* **PROBLEM TO SOLVE**: Read through the listing, and wherever a line holds the word "port", return it.

____________________

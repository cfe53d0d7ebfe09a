use crate::domain::events::SessionEvent;
use async_trait::async_trait;
use chrono::{DateTime, Utc};
use serde::{Deserialize, Serialize};
use uuid::Uuid;

/// Event publisher port for domain events
#[async_trait]
pub trait EventPublisher: Send + Sync {
    /// Publish a single domain event
    async fn publish(&self, event: DomainEvent) -> Result<(), EventError>;

    /// Publish multiple domain events
    async fn publish_batch(&self, events: Vec<DomainEvent>) -> Result<(), EventError>;

    /// Flush any pending events
    async fn flush(&self) -> Result<(), EventError>;
}

/// Event subscriber port for handling domain events
#[async_trait]
pub trait EventSubscriber: Send + Sync {
    /// Handle a domain event
    async fn handle(&self, event: &DomainEvent) -> Result<(), EventError>;

    /// Get the event types this subscriber is interested in
    fn interested_in(&self) -> Vec<EventType>;
}

/// Event bus for routing events to subscribers
#[async_trait]
pub trait EventBus: Send + Sync {
    /// Register a subscriber for its declared event types, returning its id
    async fn subscribe(&self, subscriber: Box<dyn EventSubscriber>) -> Result<String, EventError>;

    async fn unsubscribe(&self, subscriber_id: &str) -> Result<(), EventError>;

    /// Deliver an event to every interested subscriber
    async fn dispatch(&self, event: &DomainEvent) -> Result<(), EventError>;

    async fn subscriber_count(&self, event_type: &EventType) -> usize;
}

/// Envelope carried to external publishers
#[derive(Debug, Clone, Serialize, Deserialize)]
pub struct DomainEvent {
    pub id: String,
    pub event_type: EventType,
    pub aggregate_id: String,
    pub aggregate_type: AggregateType,
    pub version: u64,
    pub timestamp: DateTime<Utc>,
    pub metadata: EventMetadata,
    pub data: EventData,
}

impl DomainEvent {
    pub fn new(
        event_type: EventType,
        aggregate_id: String,
        aggregate_type: AggregateType,
        timestamp: DateTime<Utc>,
        data: EventData,
    ) -> Self {
        Self {
            id: Uuid::new_v4().to_string(),
            event_type,
            aggregate_id,
            aggregate_type,
            version: 1,
            timestamp,
            metadata: EventMetadata::default(),
            data,
        }
    }

    pub fn with_metadata(mut self, metadata: EventMetadata) -> Self {
        self.metadata = metadata;
        self
    }
}

impl From<SessionEvent> for DomainEvent {
    fn from(event: SessionEvent) -> Self {
        match event {
            SessionEvent::AccountLocked(locked) => Self::new(
                EventType::AccountLocked,
                locked.session_id.to_string(),
                AggregateType::AuthenticationSession,
                locked.occurred_at,
                EventData::AccountLocked {
                    session_id: locked.session_id.to_string(),
                    user_id: locked.user_id.clone(),
                    client_ip: locked.client_ip.to_string(),
                    failed_attempt_count: locked.failed_attempt_count,
                    locked_until: locked.locked_until,
                },
            )
            .with_metadata(
                EventMetadata::new()
                    .with_user_id(locked.user_id)
                    .with_ip_address(locked.client_ip.to_string()),
            ),
            SessionEvent::AccountUnlocked(unlocked) => Self::new(
                EventType::AccountUnlocked,
                unlocked.session_id.to_string(),
                AggregateType::AuthenticationSession,
                unlocked.occurred_at,
                EventData::AccountUnlocked {
                    session_id: unlocked.session_id.to_string(),
                    user_id: unlocked.user_id.clone(),
                },
            )
            .with_metadata(EventMetadata::new().with_user_id(unlocked.user_id)),
        }
    }
}

/// Types of domain events
#[derive(Debug, Clone, Serialize, Deserialize, PartialEq, Eq, Hash)]
pub enum EventType {
    AccountLocked,
    AccountUnlocked,
}

impl std::fmt::Display for EventType {
    fn fmt(&self, f: &mut std::fmt::Formatter<'_>) -> std::fmt::Result {
        let name = match self {
            EventType::AccountLocked => "AccountLocked",
            EventType::AccountUnlocked => "AccountUnlocked",
        };
        write!(f, "{name}")
    }
}

/// Aggregate types that can emit events
#[derive(Debug, Clone, Serialize, Deserialize, PartialEq, Eq, Hash)]
pub enum AggregateType {
    AuthenticationSession,
}

/// Event metadata containing contextual information
#[derive(Debug, Clone, Default, Serialize, Deserialize)]
pub struct EventMetadata {
    pub correlation_id: Option<String>,
    pub user_id: Option<String>,
    pub ip_address: Option<String>,
    pub additional: std::collections::HashMap<String, String>,
}

impl EventMetadata {
    pub fn new() -> Self {
        Self::default()
    }

    pub fn with_user_id(mut self, user_id: String) -> Self {
        self.user_id = Some(user_id);
        self
    }

    pub fn with_ip_address(mut self, ip_address: String) -> Self {
        self.ip_address = Some(ip_address);
        self
    }
}

/// Event payload
#[derive(Debug, Clone, Serialize, Deserialize, PartialEq, Eq)]
#[serde(tag = "type")]
pub enum EventData {
    AccountLocked {
        session_id: String,
        user_id: String,
        client_ip: String,
        failed_attempt_count: u32,
        locked_until: DateTime<Utc>,
    },
    AccountUnlocked {
        session_id: String,
        user_id: String,
    },
}

/// Event processing errors
#[derive(Debug, thiserror::Error)]
pub enum EventError {
    #[error("Event serialization failed: {message}")]
    SerializationFailed { message: String },

    #[error("Event publishing failed: {message}")]
    PublishFailed { message: String },

    #[error("Event handling failed: {message}")]
    HandlingFailed { message: String },

    #[error("Subscriber not found: {subscriber_id}")]
    SubscriberNotFound { subscriber_id: String },
}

____________________

* **REPLY**:
/// Event publisher port for domain events
/// Event subscriber port for handling domain events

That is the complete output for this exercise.